La prévention existait dans la prise en charge de l’ostéoporose à l’âge de la ménopause depuis de très nombreuses années et était basée sur l’usage il est vrai empirique, des œstro-progestatifs pour supplémenter la carence provoquée par l’apparition de la ménopause : l’étude américaine WHI publiée en 2002 [30], bientôt confirmée par de nombreuses études européennes, a définitivement prouvée que si le risque de fracture est en effet diminué par le traitement substitutif, en revanche une augmentation de risque de cancer du sein et d’accidents vasculaires cardiaques ou cérébraux accompagnent ce traitement. Ainsi, ne doit-il plus être considéré comme un traitement préventif de l’ostéoporose sauf si les signes cliniques climatériques sont au premier plan : le traitement hormonal substitutif doit rester un traitement de la ménopause lorsqu ‘elle est symptomatique. Mais le progrès majeur est de notre point de vue en France, la publication des recommandations de l’Agence Française de Sécurité Sanitaire des Produits de Santé (AFSSAPS) en janvier 2006 qui autorisent l’usage des traitements préventifs de la première fracture dans l’ostéoporose et le remboursement de ces traitements préventifs en octobre 2006 : cette épidémie silencieuse est en effet une cause majeure de mortalité et de morbidité dans la population féminine ménopausée et âgée, la première fracture augmentant le risque de fracture ultérieure en particulier dans l’année qui suit. Le modèle de Markov qui évalue la probabilité pour un individu non fracturé de rejoindre le groupe « malade » (c’est-àdire d’avoir une fracture) ou de rester dans le groupe sain, a été appliqué pour évaluer diverses thérapeutiques de l’ostéoporose et démontre que les bisphosphonates sont efficaces en terme de fréquence et en terme

de coût (mesuré par un gain en qualité de vie). En pratique actuellement, on s’aperçoit donc que les possibilités de prise en charge préventive et curative de l’ostéoporose sont suffisamment variées pour que les praticiens ne soient pas gênés par des problèmes d’intolérance et les thérapeutiques suffisamment puissantes pour qu’un usage très intermittent des médicaments puisse être recommandé. Cela pourrait être le garant d’une meilleure adhésion des malades et des médecins aux traitements. Que faut-il donc attendre des nouveaux traitements qui pourraient être utilisées pour stimuler ou inhiber les produits physiologiques de sécrétion ou de communication inter-cellulaire ? Le Dénosumab, anticorps monoclonal humain anti-RANK L, a déjà bénéficié d’un développement non négligeable puisque un essai réalisé chez des femmes présentant une masse osseuse basse, démontre une augmentation de la densité au niveau de la colonne lombaire et de la hanche [31]. L’hypothèse que l’utilisation d’un produit inhibiteur de la Cathepsine K (Balicatib) pourrait bloquer la résorption osseuse et entraîner une augmentation significative de la densité calcique vertébrale et fémorale [32], a été testée chez des femmes ménopausées ostéopéniques ou ostéoporotiques Les calcilytiques en bloquant le récepteur du calcium des cellules parathyroidiennes sont aussi à l’étude chez l’animal de même que l’utilisation de médicaments susceptibles de modifier la réponse ostéoblastique à Wnt (anticorps anti-sclérostine) [33].

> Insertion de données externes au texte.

//! Embed derivation for saved links.
//!
//! Turns a link into something a card can render: an iframe source for
//! platforms that allow embedding, or a plain outbound link. Everything here
//! is pure and recomputed on each render.

use std::sync::OnceLock;

use regex::Regex;
use url::Url;

use crate::library::ContentKind;

/// Canonical YouTube embed prefix
pub const YOUTUBE_EMBED_BASE: &str = "https://www.youtube.com/embed/";

/// Twitter embed widget; the tweet id goes in the `id` parameter
pub const TWITTER_EMBED_BASE: &str = "https://platform.twitter.com/embed/Tweet.html";

/// How a link should be rendered
#[derive(Debug, Clone, PartialEq, Eq)]
pub enum EmbedReference {
    /// Embeddable URL, usable as an iframe source
    Embed(String),

    /// No inline embed; render a card linking out to this URL
    LinkOut(String),
}

impl EmbedReference {
    /// Iframe source, if this reference is embeddable
    pub fn iframe_src(&self) -> Option<&str> {
        match self {
            EmbedReference::Embed(src) => Some(src),
            EmbedReference::LinkOut(_) => None,
        }
    }

    /// The URL carried by this reference
    pub fn url(&self) -> &str {
        match self {
            EmbedReference::Embed(url) | EmbedReference::LinkOut(url) => url,
        }
    }

    pub fn is_embed(&self) -> bool {
        matches!(self, EmbedReference::Embed(_))
    }
}

/// Derive the renderable form of a link.
///
/// Never fails: anything that cannot be parsed becomes a link-out to the
/// original string. Applying it to its own output yields the same output.
pub fn to_embed(url: &str, kind: ContentKind) -> EmbedReference {
    match kind {
        ContentKind::YouTube => youtube_embed(url),
        ContentKind::Twitter => twitter_embed(url),
        // LinkedIn refuses iframe embedding of posts
        ContentKind::LinkedIn | ContentKind::Other => EmbedReference::LinkOut(url.to_string()),
    }
}

fn video_id_pattern() -> &'static Regex {
    static PATTERN: OnceLock<Regex> = OnceLock::new();
    PATTERN.get_or_init(|| Regex::new(r"^[A-Za-z0-9_-]{1,64}$").expect("valid video id regex"))
}

fn status_pattern() -> &'static Regex {
    static PATTERN: OnceLock<Regex> = OnceLock::new();
    PATTERN.get_or_init(|| Regex::new(r"(?:^|/)status(?:es)?/(\d+)").expect("valid status regex"))
}

fn tweet_id_pattern() -> &'static Regex {
    static PATTERN: OnceLock<Regex> = OnceLock::new();
    PATTERN.get_or_init(|| Regex::new(r"^\d+$").expect("valid tweet id regex"))
}

fn youtube_embed(raw: &str) -> EmbedReference {
    let Ok(parsed) = Url::parse(raw.trim()) else {
        return EmbedReference::LinkOut(raw.to_string());
    };

    match youtube_video_id(&parsed) {
        Some(id) => EmbedReference::Embed(format!("{}{}", YOUTUBE_EMBED_BASE, id)),
        // Best effort: hand the original web link to the player
        None if matches!(parsed.scheme(), "http" | "https") => {
            EmbedReference::Embed(raw.to_string())
        }
        None => EmbedReference::LinkOut(raw.to_string()),
    }
}

fn youtube_video_id(parsed: &Url) -> Option<String> {
    let host = parsed.host_str()?.to_ascii_lowercase();
    let mut segments = parsed.path_segments()?.filter(|s| !s.is_empty());

    let candidate = if host.contains("youtube.com") {
        let from_query = parsed
            .query_pairs()
            .find(|(key, _)| key == "v")
            .map(|(_, value)| value.into_owned())
            .filter(|v| !v.is_empty());

        match from_query {
            Some(id) => Some(id),
            None => match segments.next() {
                Some("embed" | "shorts" | "live" | "v") => segments.next().map(str::to_string),
                _ => None,
            },
        }
    } else if host.contains("youtu.be") {
        segments.next().map(str::to_string)
    } else {
        None
    }?;

    video_id_pattern().is_match(&candidate).then_some(candidate)
}

fn twitter_embed(raw: &str) -> EmbedReference {
    let Ok(mut parsed) = Url::parse(raw.trim()) else {
        return EmbedReference::LinkOut(raw.to_string());
    };

    if let Some(id) = existing_widget_id(&parsed) {
        return EmbedReference::Embed(tweet_widget_url(&id));
    }

    let normalized_host = parsed.host_str().and_then(|host| {
        let host = host.to_ascii_lowercase();
        if host == "x.com" {
            Some("twitter.com".to_string())
        } else {
            host.strip_suffix(".x.com").map(|sub| format!("{}.twitter.com", sub))
        }
    });
    if let Some(host) = normalized_host {
        if parsed.set_host(Some(&host)).is_err() {
            return EmbedReference::LinkOut(raw.to_string());
        }
    }

    let status_id = status_pattern()
        .captures(parsed.path())
        .and_then(|caps| caps.get(1))
        .map(|m| m.as_str().to_string());

    match status_id {
        Some(id) => EmbedReference::Embed(tweet_widget_url(&id)),
        None => EmbedReference::LinkOut(parsed.to_string()),
    }
}

/// Tweet id of a URL that already is the embed widget
fn existing_widget_id(parsed: &Url) -> Option<String> {
    let host = parsed.host_str()?.to_ascii_lowercase();
    if host != "platform.twitter.com" || !parsed.path().starts_with("/embed/Tweet.html") {
        return None;
    }
    parsed
        .query_pairs()
        .find(|(key, _)| key == "id")
        .map(|(_, value)| value.into_owned())
        .filter(|id| tweet_id_pattern().is_match(id))
}

fn tweet_widget_url(id: &str) -> String {
    format!("{}?id={}", TWITTER_EMBED_BASE, id)
}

Conclusion Le tissu osseux doit être maintenant considéré comme un organe endocrine dont la sphère d’influence dépasse largement le cadre strict du métabolisme phosphocalcique et dont les fonctions multiples sont étroitement intriquées avec les autres fonctions de l’organisme. Les progrès de la biologie cellulaire et de la protéomique, le développement de technologies sophistiquées qui apportent des résultats hautement reproductibles, l’avènement de nouveaux médicaments qui permettent une prise en charge préventive, ont radicalement transformé l’idée que le squelette, parfois retrouvé intact après des centaines d’années d’enfouissement, n’est pas un tissu figé. Il est comme les autres organes nobles, le témoin de l’homéostasie générale. L’importance des progrès qui ont été réalisés au cours des 20 dernières années, laisse à penser que les limites d’une connaissance exhaustive du fonctionnement du tissu osseux pourraient être un jour atteintes.